Trouble follows device manufacturer Medtronic as the US Food and Drug Administration (FDA) issued the most severe recall on an insulin pump that could be vulnerable to cybersecurity risks.
The threat lies in two models of a wireless remote controller that communicates with the MiniMed insulin pump to deliver controlled quantities of insulin. The software could potentially be hacked to change the dosing and timing of insulin delivery, possibly leading to hypoglycemia, diabetic ketoacidosis or even death.
This recall echoes one issued over the summer, when Medtronic first described vulnerabilities in MiniMed 508 and all models of the Paradigm series. According to an FDA safety communication, there were 4,000 pumps affected by these risks; so far, 1,117 devices have been recalled in the US.
Both Medtronic and the FDA urged customers to consult with their healthcare providers to switch to a model that cannot be exploited by unauthorized personnel.
While the FDA has not been notified of any patient harm resulting from this defect, the MiniMed line of insulin pumps has not had a perfect track record. Adverse events were reported in both January and September this year about device malfunctions (unrelated to cybersecurity) that left users unable to measure their glucose levels or had their glucose levels skyrocket. In July, a female using the MiniMed Paradigm insulin pump died after the device “suspended insulin delivery” overnight. The report states that the user didn’t press any buttons and “no alarms went off since it was in suspend mode.”
Fears of cybersecurity risks plagued device manufacturers, hospital workers and patients in October when 11 vulnerabilities were discovered in one of the most widely used remote operating systems in the world.
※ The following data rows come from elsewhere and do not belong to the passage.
use anyhow::{Context, Result};
use serde::{Deserialize, Serialize};
use std::fs;
use std::path::PathBuf;
use std::time::Duration;

use crate::retry::RetryPolicy;
use crate::segmenter::{splitter_for, SegmentSplitter, SplitStrategy};
use crate::storage::FileAllocation;

const MIB: u64 = 1024 * 1024;

/// Engine configuration loaded from `~/.config/splitdl/config.toml`.
///
/// Every field has a default, so a partial file is valid.
#[derive(Debug, Clone, Serialize, Deserialize)]
#[serde(default)]
pub struct EngineConfig {
    /// Segments whose unwritten part is at or below this size are never split.
    pub min_segment_size: u64,
    /// Number of connection slots (upper bound on concurrently assigned segments).
    pub max_connections: usize,
    /// Seconds between resume-record saves.
    pub autosave_interval_secs: u64,
    /// A connection that receives no bytes for this long gives its segment back.
    pub connection_timeout_secs: u64,
    /// Retries per connection slot; 0 = unlimited.
    pub max_retries: u32,
    /// Base delay before a failed slot reconnects (doubles per attempt).
    pub retry_wait_secs: f64,
    /// Cap on the reconnect delay.
    pub retry_max_wait_secs: u64,
    /// Which in-progress segment to carve for a new connection.
    pub split_strategy: SplitStrategy,
    /// Tail size carved by the `fixed` strategy.
    pub fixed_split_size: u64,
    /// How the destination file is reserved on first creation.
    pub file_allocation: FileAllocation,
    /// Whether a checksum failure also consumes one retry of the slot.
    pub corrupt_counts_as_retry: bool,
    /// Seconds between progress reports.
    pub progress_interval_secs: u64,
    /// Rates of connections younger than this are not trusted by the splitter.
    pub startup_idle_secs: u64,
}

impl Default for EngineConfig {
    fn default() -> Self {
        Self {
            min_segment_size: MIB,
            max_connections: 8,
            autosave_interval_secs: 60,
            connection_timeout_secs: 60,
            max_retries: 5,
            retry_wait_secs: 1.0,
            retry_max_wait_secs: 30,
            split_strategy: SplitStrategy::Slowest,
            fixed_split_size: 4 * MIB,
            file_allocation: FileAllocation::Prealloc,
            corrupt_counts_as_retry: true,
            progress_interval_secs: 1,
            startup_idle_secs: 0,
        }
    }
}

impl EngineConfig {
    pub fn autosave_interval(&self) -> Duration {
        Duration::from_secs(self.autosave_interval_secs)
    }

    pub fn connection_timeout(&self) -> Duration {
        Duration::from_secs(self.connection_timeout_secs.max(1))
    }

    pub fn progress_interval(&self) -> Duration {
        Duration::from_secs(self.progress_interval_secs)
    }

    pub fn connections(&self) -> usize {
        self.max_connections.max(1)
    }

    pub fn retry_policy(&self) -> RetryPolicy {
        let max_delay = Duration::from_secs(self.retry_max_wait_secs);
        RetryPolicy {
            max_retries: self.max_retries,
            base_delay: Duration::try_from_secs_f64(self.retry_wait_secs.max(0.0))
                .map_or(max_delay, |d| d.min(max_delay)),
            max_delay,
        }
    }

    /// Reject values that cannot be turned into durations.
    pub fn validate(&self) -> Result<()> {
        Duration::try_from_secs_f64(self.retry_wait_secs).with_context(|| {
            format!("retry_wait_secs = {} is not a valid delay", self.retry_wait_secs)
        })?;
        Ok(())
    }

    /// Splitter for the configured strategy and thresholds.
    pub fn splitter(&self) -> Box<dyn SegmentSplitter> {
        splitter_for(
            self.split_strategy,
            self.min_segment_size.max(1),
            self.fixed_split_size,
            Duration::from_secs(self.startup_idle_secs),
        )
    }
}

pub fn config_path() -> Result<PathBuf> {
    let xdg_dirs = xdg::BaseDirectories::with_prefix("splitdl")?;
    Ok(xdg_dirs.place_config_file("config.toml")?)
}

/// Load configuration from disk, creating a default file if none exists.
pub fn load_or_init() -> Result<EngineConfig> {
    let path = config_path()?;
    if !path.exists() {
        let default_cfg = EngineConfig::default();
        let toml = toml::to_string_pretty(&default_cfg)?;
        if let Some(parent) = path.parent() {
            fs::create_dir_all(parent)?;
        }
        fs::write(&path, toml)?;
        tracing::info!("created default config at {}", path.display());
        return Ok(default_cfg);
    }

    let data = fs::read_to_string(&path)?;
    let cfg: EngineConfig =
        toml::from_str(&data).with_context(|| format!("parse {}", path.display()))?;
    cfg.validate()
        .with_context(|| format!("invalid config {}", path.display()))?;
    Ok(cfg)
}

#[cfg(test)]
mod tests {
    use super::*;

    #[test]
    fn default_config_values() {
        let cfg = EngineConfig::default();
        assert_eq!(cfg.min_segment_size, MIB);
        assert_eq!(cfg.max_connections, 8);
        assert_eq!(cfg.autosave_interval_secs, 60);
        assert_eq!(cfg.max_retries, 5);
        assert_eq!(cfg.split_strategy, SplitStrategy::Slowest);
        assert_eq!(cfg.file_allocation, FileAllocation::Prealloc);
    }

    #[test]
    fn config_toml_roundtrip() {
        let cfg = EngineConfig::default();
        let toml = toml::to_string_pretty(&cfg).unwrap();
        let parsed: EngineConfig = toml::from_str(&toml).unwrap();
        assert_eq!(parsed.min_segment_size, cfg.min_segment_size);
        assert_eq!(parsed.max_connections, cfg.max_connections);
        assert_eq!(parsed.connection_timeout_secs, cfg.connection_timeout_secs);
        assert_eq!(parsed.split_strategy, cfg.split_strategy);
    }

    #[test]
    fn partial_toml_fills_defaults() {
        let toml = r#"
            max_connections = 4
            split_strategy = "largest"
            file_allocation = "falloc"
            max_retries = 0
        "#;
        let cfg: EngineConfig = toml::from_str(toml).unwrap();
        assert_eq!(cfg.max_connections, 4);
        assert_eq!(cfg.split_strategy, SplitStrategy::Largest);
        assert_eq!(cfg.file_allocation, FileAllocation::Falloc);
        assert_eq!(cfg.max_retries, 0);
        assert_eq!(cfg.min_segment_size, MIB);
        assert!(cfg.corrupt_counts_as_retry);
    }

    #[test]
    fn zero_connections_still_gives_one_slot() {
        let cfg = EngineConfig {
            max_connections: 0,
            ..EngineConfig::default()
        };
        assert_eq!(cfg.connections(), 1);
    }

    #[test]
    fn retry_policy_from_config() {
        let cfg = EngineConfig {
            max_retries: 3,
            retry_wait_secs: 0.5,
            retry_max_wait_secs: 15,
            ..EngineConfig::default()
        };
        let p = cfg.retry_policy();
        assert_eq!(p.max_retries, 3);
        assert_eq!(p.base_delay, Duration::from_millis(500));
        assert_eq!(p.max_delay, Duration::from_secs(15));
    }

    #[test]
    fn unusable_retry_wait_is_rejected() {
        for bad in ["inf", "nan", "-1.0", "1e300"] {
            let cfg: EngineConfig = toml::from_str(&format!("retry_wait_secs = {}", bad)).unwrap();
            assert!(cfg.validate().is_err(), "{} accepted", bad);
            // Never panics even when validation was skipped.
            assert!(cfg.retry_policy().base_delay <= Duration::from_secs(cfg.retry_max_wait_secs));
        }
        EngineConfig::default().validate().unwrap();
    }
}
//! Piece checksums: fixed-size pieces with known SHA-256 digests.
//!
//! A finished segment checks the pieces lying entirely inside it. Pieces that
//! straddle segment boundaries are checked as soon as the completed ranges
//! cover them, and reopened as free work if they fail.

use crate::error::{EngineError, EngineResult};
use crate::segmenter::SegmentPool;
use crate::storage::DiskWriter;

/// Hex SHA-256 digests for consecutive pieces of `piece_length` bytes, as
/// supplied before the resource length is known.
#[derive(Debug, Clone, PartialEq, Eq)]
pub struct PieceDigests {
    pub piece_length: u64,
    pub digests: Vec<String>,
}

impl PieceDigests {
    /// One digest per line. Blank lines and lines starting with `#` are skipped;
    /// anything after the first whitespace (e.g. a file name) is ignored.
    pub fn parse(piece_length: u64, text: &str) -> EngineResult<Self> {
        let mut digests = Vec::new();
        for (n, line) in text.lines().enumerate() {
            let line = line.trim();
            if line.is_empty() || line.starts_with('#') {
                continue;
            }
            let digest = line.split_whitespace().next().unwrap_or_default();
            if digest.len() != 64 || !digest.bytes().all(|b| b.is_ascii_hexdigit()) {
                return Err(EngineError::invariant(format!(
                    "line {}: not a SHA-256 hex digest: {}",
                    n + 1,
                    digest
                )));
            }
            digests.push(digest.to_ascii_lowercase());
        }
        Ok(Self {
            piece_length,
            digests,
        })
    }

    pub fn into_checksums(self, total_length: u64) -> EngineResult<PieceChecksums> {
        PieceChecksums::new(total_length, self.piece_length, self.digests)
    }
}

#[derive(Debug, Clone)]
pub struct PieceChecksums {
    total_length: u64,
    piece_length: u64,
    digests: Vec<String>,
    /// Pieces whose on-disk bytes matched their digest.
    verified: Vec<bool>,
}

impl PieceChecksums {
    /// `digests[i]` is the lowercase or uppercase hex SHA-256 of piece `i`; the last piece may be short.
    pub fn new(total_length: u64, piece_length: u64, digests: Vec<String>) -> EngineResult<Self> {
        if piece_length == 0 {
            return Err(EngineError::invariant("piece length must be positive"));
        }
        let expected = total_length.div_ceil(piece_length);
        if digests.len() as u64 != expected {
            return Err(EngineError::invariant(format!(
                "{} digests for {} pieces",
                digests.len(),
                expected
            )));
        }
        let verified = vec![false; digests.len()];
        Ok(Self {
            total_length,
            piece_length,
            digests,
            verified,
        })
    }

    pub fn piece_length(&self) -> u64 {
        self.piece_length
    }

    pub fn piece_count(&self) -> usize {
        self.digests.len()
    }

    /// Number of pieces verified so far.
    pub fn verified_count(&self) -> usize {
        self.verified.iter().filter(|v| **v).count()
    }

    fn piece_range(&self, index: u64) -> (u64, u64) {
        let start = index * self.piece_length;
        (start, (start + self.piece_length).min(self.total_length))
    }

    /// Pieces fully inside `[start, end)`.
    pub fn pieces_within(&self, start: u64, end: u64) -> impl Iterator<Item = (usize, u64, u64)> + '_ {
        let first = start.div_ceil(self.piece_length);
        (first..self.digests.len() as u64)
            .map(move |i| {
                let (s, e) = self.piece_range(i);
                (i as usize, s, e)
            })
            .take_while(move |&(_, _, e)| e <= end)
    }

    fn check_piece(&mut self, writer: &DiskWriter, index: usize, start: u64, end: u64) -> EngineResult<bool> {
        let actual = writer.hash_range(start, end - start)?;
        let ok = actual.eq_ignore_ascii_case(&self.digests[index]);
        self.verified[index] = ok;
        if !ok {
            tracing::warn!(piece = index, start, end, "piece checksum mismatch");
        }
        Ok(ok)
    }

    /// Check every piece fully inside `[start, end)`; the first mismatch is an
    /// `Integrity` error and leaves the whole range unverified, since it will
    /// be written again.
    pub fn verify_range(&mut self, writer: &DiskWriter, start: u64, end: u64) -> EngineResult<()> {
        let pieces: Vec<_> = self.pieces_within(start, end).collect();
        for &(index, s, e) in &pieces {
            if !self.check_piece(writer, index, s, e)? {
                for &(i, _, _) in &pieces {
                    self.verified[i] = false;
                }
                return Err(EngineError::Integrity { start: s, end: e });
            }
        }
        Ok(())
    }

    /// Check the not yet verified pieces that the pool's completed ranges fully
    /// cover. Returns the byte ranges of the pieces that failed.
    pub fn verify_completed(&mut self, pool: &SegmentPool, writer: &DiskWriter) -> EngineResult<Vec<(u64, u64)>> {
        let pending: Vec<_> = pool
            .completed_ranges()
            .iter()
            .flat_map(|&(start, end)| self.pieces_within(start, end))
            .filter(|&(index, _, _)| !self.verified[index])
            .collect();
        let mut bad = Vec::new();
        for (index, s, e) in pending {
            if !self.check_piece(writer, index, s, e)? {
                bad.push((s, e));
            }
        }
        Ok(bad)
    }

    /// Verify pieces covered by the pool's completed ranges and reopen the
    /// ones that fail. Returns the number of reopened pieces.
    pub fn verify_resumed(&mut self, pool: &mut SegmentPool, writer: &DiskWriter) -> EngineResult<usize> {
        let bad = self.verify_completed(pool, writer)?;
        for &(s, e) in &bad {
            pool.reopen_range(s, e)?;
        }
        if !bad.is_empty() {
            tracing::warn!(pieces = bad.len(), "resumed data failed verification; downloading again");
        }
        Ok(bad.len())
    }
}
Despite the risks of using highly connected devices, they offer convenience, autonomy and flexibility for patients. Advanced insulin pumps can give patients the ability to track their blood glucose levels, deliver prescribed doses of insulin automatically and communicate this information with healthcare providers. Other device manufacturers are developing mobile apps, diagnostic tools and next-generation drug delivery systems.
As more manufacturers integrate cloud-based software into their devices, the FDA cautions them to be vigilant about potential cybersecurity risks.
In the safety communication, deputy director of the Office of Strategic Partnerships and Technology Innovation, Dr. Suzanne Schwartz wrote, “the FDA urges manufacturers everywhere to remain vigilant about their medical products—to monitor and assess cybersecurity vulnerability risk, and to be proactive about disclosing vulnerabilities and mitigations to address them.”